■ Assigned task: Write out all the material verbatim, line by line.

■ Information:

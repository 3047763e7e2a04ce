//! Rota: reviewer assignment and review lifecycle engine.
//!
//! Rota assigns incoming review tasks to reviewers, tracks every task from
//! open to closed and keeps a page-weighted workload counter per reviewer
//! consistent under concurrent workers.
//!
//! # Architecture
//!
//! Rota follows hexagonal architecture principles:
//!
//! - **Domain**: Pure business logic with no infrastructure dependencies
//! - **Ports**: Abstract trait interfaces for external interactions
//! - **Adapters**: Concrete implementations of ports (database, spool, logs)
//!
//! # Modules
//!
//! - [`roster`]: Reviewers, availability and the workload ledger counter
//! - [`review`]: Tasks, the assignment ranker and the lifecycle engine
//! - [`dispatch`]: Work-queue consumer and its collaborator ports
//! - [`config`]: Worker configuration
//! - [`telemetry`]: Logging setup

pub mod config;
pub mod dispatch;
pub mod review;
pub mod roster;
pub mod telemetry;
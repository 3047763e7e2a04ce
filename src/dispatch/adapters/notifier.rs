//! Notifier that emits notifications as log events.

use crate::dispatch::domain::{Notification, NotificationKind};
use crate::dispatch::ports::{CollaboratorResult, Notifier};
use async_trait::async_trait;
use tracing::{info, warn};

/// Writes every notification to the `tracing` subscriber.
///
/// Failures are logged at warn level, everything else at info.
#[derive(Debug, Clone, Copy, Default)]
pub struct TracingNotifier;

#[async_trait]
impl Notifier for TracingNotifier {
    async fn notify(&self, notification: Notification) -> CollaboratorResult<()> {
        let recipient = notification
            .recipient
            .as_ref()
            .map_or("operators", |id| id.as_str());
        if notification.kind == NotificationKind::Failure {
            warn!(
                kind = ?notification.kind,
                recipient,
                subject = %notification.subject,
                body = %notification.body,
                "notification"
            );
        } else {
            info!(
                kind = ?notification.kind,
                recipient,
                subject = %notification.subject,
                body = %notification.body,
                warnings = notification.warnings.len(),
                "notification"
            );
        }
        Ok(())
    }
}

■ Exercise answer:
repository 3047763e7e2a04ce
//! Rota: reviewer assignment and review lifecycle engine.
//!
//! Rota assigns incoming review tasks to reviewers, tracks every task from
//! open to closed and keeps a page-weighted workload counter per reviewer
//! consistent under concurrent workers.
//!
//! # Architecture
//!
//! Rota follows hexagonal architecture principles:
//!
//! - **Domain**: Pure business logic with no infrastructure dependencies
//! - **Ports**: Abstract trait interfaces for external interactions
//! - **Adapters**: Concrete implementations of ports (database, spool, logs)
//!
//! # Modules
//!
//! - [`roster`]: Reviewers, availability and the workload ledger counter
//! - [`review`]: Tasks, the assignment ranker and the lifecycle engine
//! - [`dispatch`]: Work-queue consumer and its collaborator ports
//! - [`config`]: Worker configuration
//! - [`telemetry`]: Logging setup

pub mod config;
pub mod dispatch;
pub mod review;
pub mod roster;
pub mod telemetry;
repository 3047763e7e2a04ce
filename src/dispatch/adapters/notifier.rs
//! Notifier that emits notifications as log events.

use crate::dispatch::domain::{Notification, NotificationKind};
use crate::dispatch::ports::{CollaboratorResult, Notifier};
use async_trait::async_trait;
use tracing::{info, warn};

/// Writes every notification to the `tracing` subscriber.
///
/// Failures are logged at warn level, everything else at info.
#[derive(Debug, Clone, Copy, Default)]
pub struct TracingNotifier;

#[async_trait]
impl Notifier for TracingNotifier {
    async fn notify(&self, notification: Notification) -> CollaboratorResult<()> {
        let recipient = notification
            .recipient
            .as_ref()
            .map_or("operators", |id| id.as_str());
        if notification.kind == NotificationKind::Failure {
            warn!(
                kind = ?notification.kind,
                recipient,
                subject = %notification.subject,
                body = %notification.body,
                "notification"
            );
        } else {
            info!(
                kind = ?notification.kind,
                recipient,
                subject = %notification.subject,
                body = %notification.body,
                warnings = notification.warnings.len(),
                "notification"
            );
        }
        Ok(())
    }
}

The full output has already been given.